We use Checked By and Drawn By as these are fields that are used in the management section of the titleblock examples in the National CAD Standard. These are filled out for the Permit Set (the first issue that requires a stamp) and remain unchanged for the Bid Set and any subsequent issues/revisions. If more than one person worked on a sheet (e.g. detail sheet), we put everyone's initials in the field. These two fields are solely used for internal management tracking over time (people come and go), and no one ever cares about them until a project goes in the ditch.

The person ultimately responsible for the information and content of the sheet/set is the person whose stamp appears thereon. It is conceivable that the Checked By field could be populated by the intitals of the person(s) who did the QR. In our case, it is usually the PM whose initials go there.
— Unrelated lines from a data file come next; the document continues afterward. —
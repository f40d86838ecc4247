// Chunk: docs/chunks/line_index - Fold-aware line index with clamped offset lookup

/// One rendered line of the buffer, as produced by [`LineIndex`](crate::LineIndex).
///
/// Offsets are in the units of the indexed text: `char`s for `&str` input,
/// UTF-16 code units for `&[u16]` input.
#[derive(Debug, Clone, Copy, PartialEq, Eq)]
pub struct LineRecord {
    /// Rendered line ordinal, starting at 1.
    pub number: usize,
    /// Offset of the first character of the line.
    pub begin: usize,
    /// Offset of the terminating newline, or of the last character when the
    /// line runs to the end of the buffer.
    pub end: usize,
    /// Content width in codepoints, newlines excluded.
    pub width: usize,
}

impl LineRecord {
    pub fn new(number: usize, begin: usize, end: usize, width: usize) -> Self {
        Self {
            number,
            begin,
            end,
            width,
        }
    }

    /// Returns true if `offset` lies in `[begin, end]`.
    pub fn contains(&self, offset: usize) -> bool {
        self.begin <= offset && offset <= self.end
    }
}
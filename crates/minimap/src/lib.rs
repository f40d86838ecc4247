// Chunk: docs/chunks/minimap_engine - Dimension recalculation on buffer updates
// Chunk: docs/chunks/canvas_sizing - Amortized canvas growth for the minimap image

//! glance-minimap: dimension recalculation for a code minimap.
//!
//! On every buffer update the host hands the current text and its folded
//! regions to a [`Minimap`]. The engine rebuilds the line index, computes the
//! rendered height (`rendered lines × pixels_per_line`), and keeps a backing
//! [`Canvas`] that is reused across small edits and regrown with headroom when
//! the content outgrows it.
//!
//! # Example
//!
//! ```
//! use glance_minimap::{GlanceConfig, Minimap, ResizeOutcome};
//!
//! let mut minimap = Minimap::new(GlanceConfig { pixels_per_line: 2, width: 110 })?;
//!
//! let outcome = minimap.update_dimensions("fn main() {\n}\n", &[])?;
//! assert_eq!(outcome, ResizeOutcome::Reallocated);
//! assert_eq!(minimap.height(), 6);
//!
//! // Typing a line stays within the canvas headroom.
//! let outcome = minimap.update_dimensions("fn main() {\n    run();\n}\n", &[])?;
//! assert_eq!(outcome, ResizeOutcome::Reused);
//! assert_eq!(minimap.line_at(14).number, 2);
//! # Ok::<(), glance_minimap::GlanceError>(())
//! ```
//!
//! # Ownership
//!
//! The canvas is owned by the [`CanvasSizer`] inside the engine. Renderers
//! read it through [`Minimap::canvas`] between updates; after a
//! [`ResizeOutcome::Reallocated`] its contents are blank and must be repainted.

mod canvas;
mod config;
mod error;
mod minimap;
mod sizer;

pub use canvas::Canvas;
pub use config::GlanceConfig;
pub use error::GlanceError;
pub use minimap::Minimap;
pub use sizer::{
    grown_capacity, plan_resize, CanvasDimensions, CanvasSizer, ResizeDecision, ResizeOutcome,
    HEADROOM_LINES,
};

pub use glance_index::{FoldRange, LineIndex, LineRecord};
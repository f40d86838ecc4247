// Chunk: docs/chunks/line_index - Fold-aware line index with clamped offset lookup
// Chunk: docs/chunks/fold_merging - Collapse folded regions into one rendered line

//! glance-index: the line index behind the glance minimap.
//!
//! This crate turns a snapshot of buffer text plus the host's fold ranges into
//! an ordered list of rendered lines, and answers "which line holds this
//! offset?" in O(log n).
//!
//! # Overview
//!
//! The main type is [`LineIndex`], which provides:
//! - A single-pass rebuild from `&str` or UTF-16 text
//! - Fold merging: lines hidden inside a [`FoldRange`] join the fold's line
//! - Clamped offset lookup that never fails
//! - Per-line widths counted in codepoints
//!
//! # Example
//!
//! ```
//! use glance_index::{FoldRange, LineIndex};
//!
//! let index = LineIndex::build("fn main() {\n    body();\n}\n", &[]);
//! assert_eq!(index.rendered_line_count(), 4);
//!
//! let line = index.line_at(15);
//! assert_eq!((line.number, line.begin, line.end), (2, 12, 23));
//!
//! // Fold the body away: lines 2 and 3 collapse into line 1.
//! let folded = LineIndex::build("fn main() {\n    body();\n}\n", &[FoldRange::new(11, 25)]);
//! assert_eq!(folded.rendered_line_count(), 2);
//! assert_eq!(folded.line_at(15).number, 1);
//! ```

mod fold;
mod line_index;
mod types;

pub use fold::FoldRange;
pub use line_index::LineIndex;
pub use types::LineRecord;
// Chunk: docs/chunks/canvas_sizing - Amortized canvas growth for the minimap image

//! Error type for the minimap engine.
//!
//! Offset lookups never fail (they clamp), so the only failures are bad
//! configuration and the canvas storage itself.

use std::collections::TryReserveError;

use thiserror::Error;

#[derive(Debug, Error)]
pub enum GlanceError {
    #[error("invalid config: {field} must be greater than zero (got {value})")]
    InvalidConfig { field: &'static str, value: usize },

    #[error("invalid config document: {0}")]
    ConfigParse(#[from] serde_json::Error),

    #[error("canvas of {width}x{height} pixels does not fit in memory")]
    CanvasTooLarge { width: usize, height: usize },

    #[error("failed to allocate {bytes} bytes for canvas storage")]
    Allocation {
        bytes: usize,
        #[source]
        source: TryReserveError,
    },
}
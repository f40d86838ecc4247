// Chunk: docs/chunks/glance_config - Explicit minimap configuration

//! Minimap configuration.
//!
//! The engine takes a `GlanceConfig` at construction and can be handed a new
//! one at any time; nothing here is global. Loading the document from disk
//! belongs to the host.

use serde::{Deserialize, Serialize};

use crate::error::GlanceError;

/// Rendering scale for the minimap.
#[derive(Debug, Clone, Copy, PartialEq, Eq, Serialize, Deserialize)]
#[serde(default)]
pub struct GlanceConfig {
    /// Vertical pixels per rendered line.
    pub pixels_per_line: usize,
    /// Fixed canvas width in pixels.
    pub width: usize,
}

impl GlanceConfig {
    /// Parses a JSON document; missing fields take their defaults.
    pub fn from_json_str(json: &str) -> Result<Self, GlanceError> {
        let config: GlanceConfig = serde_json::from_str(json)?;
        config.validate()?;
        Ok(config)
    }

    pub fn validate(&self) -> Result<(), GlanceError> {
        if self.pixels_per_line == 0 {
            return Err(GlanceError::InvalidConfig {
                field: "pixels_per_line",
                value: self.pixels_per_line,
            });
        }
        if self.width == 0 {
            return Err(GlanceError::InvalidConfig {
                field: "width",
                value: self.width,
            });
        }
        Ok(())
    }
}

impl Default for GlanceConfig {
    fn default() -> Self {
        Self {
            pixels_per_line: 2,
            width: 110,
        }
    }
}
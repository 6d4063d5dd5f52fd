mod errors;
mod types;
mod utils;

pub use errors::{ComparisonError, NormalizeError};
pub use types::{ImageSource, RawImageInput};
pub use utils::{clamp_score, round_to_hundredths};
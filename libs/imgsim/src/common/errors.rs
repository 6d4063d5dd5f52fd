use thiserror::Error;

/// Failure while turning a raw input into a pixel grid.
#[derive(Debug, Error)]
pub enum NormalizeError {
    #[error("Failed to read file: {0}")]
    Read(String),

    #[error("Failed to load image: {0}")]
    Decode(String),
}

impl NormalizeError {
    pub fn is_read(&self) -> bool {
        matches!(self, NormalizeError::Read(_))
    }

    pub fn is_decode(&self) -> bool {
        matches!(self, NormalizeError::Decode(_))
    }
}

/// The only error surfaced by the comparison entry points.
#[derive(Debug, Error)]
#[error("Image comparison failed: {source}")]
pub struct ComparisonError {
    #[source]
    source: NormalizeError,
}

impl ComparisonError {
    pub fn cause(&self) -> &NormalizeError {
        &self.source
    }
}

impl From<NormalizeError> for ComparisonError {
    fn from(source: NormalizeError) -> Self {
        Self { source }
    }
}
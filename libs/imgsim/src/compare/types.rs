use serde::{Deserialize, Serialize};

use crate::normalize::ResampleFilter;

/// Knobs for a comparison run. Metric weights and the similarity threshold
/// are constants and deliberately not part of this.
#[derive(Debug, Clone, Serialize, Deserialize)]
pub struct CompareConfig {
    pub filter: ResampleFilter,
    /// Normalize both images on the blocking pool at the same time.
    pub parallel: bool,
}

impl Default for CompareConfig {
    fn default() -> Self {
        Self {
            filter: ResampleFilter::default(),
            parallel: true,
        }
    }
}

impl CompareConfig {
    pub fn new(filter: ResampleFilter, parallel: bool) -> Self {
        Self { filter, parallel }
    }
}
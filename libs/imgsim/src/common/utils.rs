/// Rounds half away from zero, e.g. 12.345 -> 12.35.
pub fn round_to_hundredths(value: f64) -> f64 {
    (value * 100.0).round() / 100.0
}

/// Keeps a percentage score inside [0, 100]. NaN maps to 0.
pub fn clamp_score(value: f64) -> f64 {
    if value.is_nan() {
        return 0.0;
    }
    value.clamp(0.0, 100.0)
}

#[cfg(test)]
mod tests {
    use super::*;

    #[test]
    fn test_round_to_hundredths() {
        assert_eq!(round_to_hundredths(100.0), 100.0);
        assert_eq!(round_to_hundredths(69.994), 69.99);
        assert_eq!(round_to_hundredths(0.004), 0.0);
        assert_eq!(round_to_hundredths(33.3333333), 33.33);
    }

    #[test]
    fn test_clamp_score() {
        assert_eq!(clamp_score(-3.0), 0.0);
        assert_eq!(clamp_score(100.0000001), 100.0);
        assert_eq!(clamp_score(42.5), 42.5);
        assert_eq!(clamp_score(f64::NAN), 0.0);
    }
}
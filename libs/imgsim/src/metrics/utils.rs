use super::types::{Histogram, HISTOGRAM_BINS};
use crate::common::clamp_score;
use crate::normalize::GRID_CHANNELS;

/// Rounded `sqrt(3 * 255^2)`, the largest RGB distance between two pixels.
pub const MAX_RGB_DISTANCE: f64 = 441.0;

/// How close two byte sizes are, as a percentage of the larger one.
pub fn size_similarity(size1: u64, size2: u64) -> f64 {
    let max_size = size1.max(size2);
    let min_size = size1.min(size2);
    if max_size == 0 {
        return 100.0;
    }

    let similarity = (min_size as f64 / max_size as f64) * 100.0;
    clamp_score(similarity.min(100.0))
}

/// Mean Euclidean RGB distance between corresponding pixels, mapped onto
/// [0, 100]. Alpha is ignored. Only the overlapping prefix of the two sample
/// slices is compared.
pub fn pixel_similarity(samples1: &[u8], samples2: &[u8]) -> f64 {
    let mut total_distance = 0.0f64;
    let mut pixel_count = 0u64;

    for (p1, p2) in samples1
        .chunks_exact(GRID_CHANNELS)
        .zip(samples2.chunks_exact(GRID_CHANNELS))
    {
        let dr = p1[0] as f64 - p2[0] as f64;
        let dg = p1[1] as f64 - p2[1] as f64;
        let db = p1[2] as f64 - p2[2] as f64;
        total_distance += (dr * dr + dg * dg + db * db).sqrt();
        pixel_count += 1;
    }

    let avg_distance = if pixel_count > 0 {
        total_distance / pixel_count as f64
    } else {
        0.0
    };

    clamp_score(100.0 - (avg_distance / MAX_RGB_DISTANCE) * 100.0)
}

pub fn build_histogram(samples: &[u8]) -> Histogram {
    let mut counts = [0u64; HISTOGRAM_BINS];
    for &red in samples.iter().step_by(GRID_CHANNELS) {
        counts[red as usize] += 1;
    }

    let sum: u64 = counts.iter().sum();
    let mut bins = [0.0f64; HISTOGRAM_BINS];
    if sum > 0 {
        for (bin, &count) in bins.iter_mut().zip(counts.iter()) {
            *bin = count as f64 / sum as f64;
        }
    }
    Histogram::from_bins(bins)
}

/// Bhattacharyya coefficient of the red-channel histograms, as a percentage.
pub fn histogram_similarity(samples1: &[u8], samples2: &[u8]) -> f64 {
    let hist1 = build_histogram(samples1);
    let hist2 = build_histogram(samples2);
    clamp_score(hist1.bhattacharyya(&hist2) * 100.0)
}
I am not sure how the the other two fields would be used in an Architectural context. Who designs a sheet? Approved By would be the architect/engineer who stamps the set by default, so that one seems extraneous as well. My guess is that some programmer at the factory put those in there based on titleblock examples from a manufacturing/engineering scenario.

barrie.sharp
2010-07-02, 08:12 AM
During bidding the revised sketches go out with an addendum to all plan holders, and are also available to registered contractors on our website. During construction we e-mail a PDF or fax the sketch sheet to the contractor's project manager in charge of the project.
There seems to be a distinction between sketch sheets and plans. We just use plans and revise any changes. Is there something I'm missing out on? We have had situations where the contractor has been using out of date drawings on site even though they were sent the latest. They will deny it of course.

... and no one ever cares about them until a project goes in the ditch.
Love it! That is why I started looking at all this. When things go wrong, people come in and say 'you draw the plans, why is there so much suffering in the world?!' It seems that most of these processes are as redundant as carbon copies.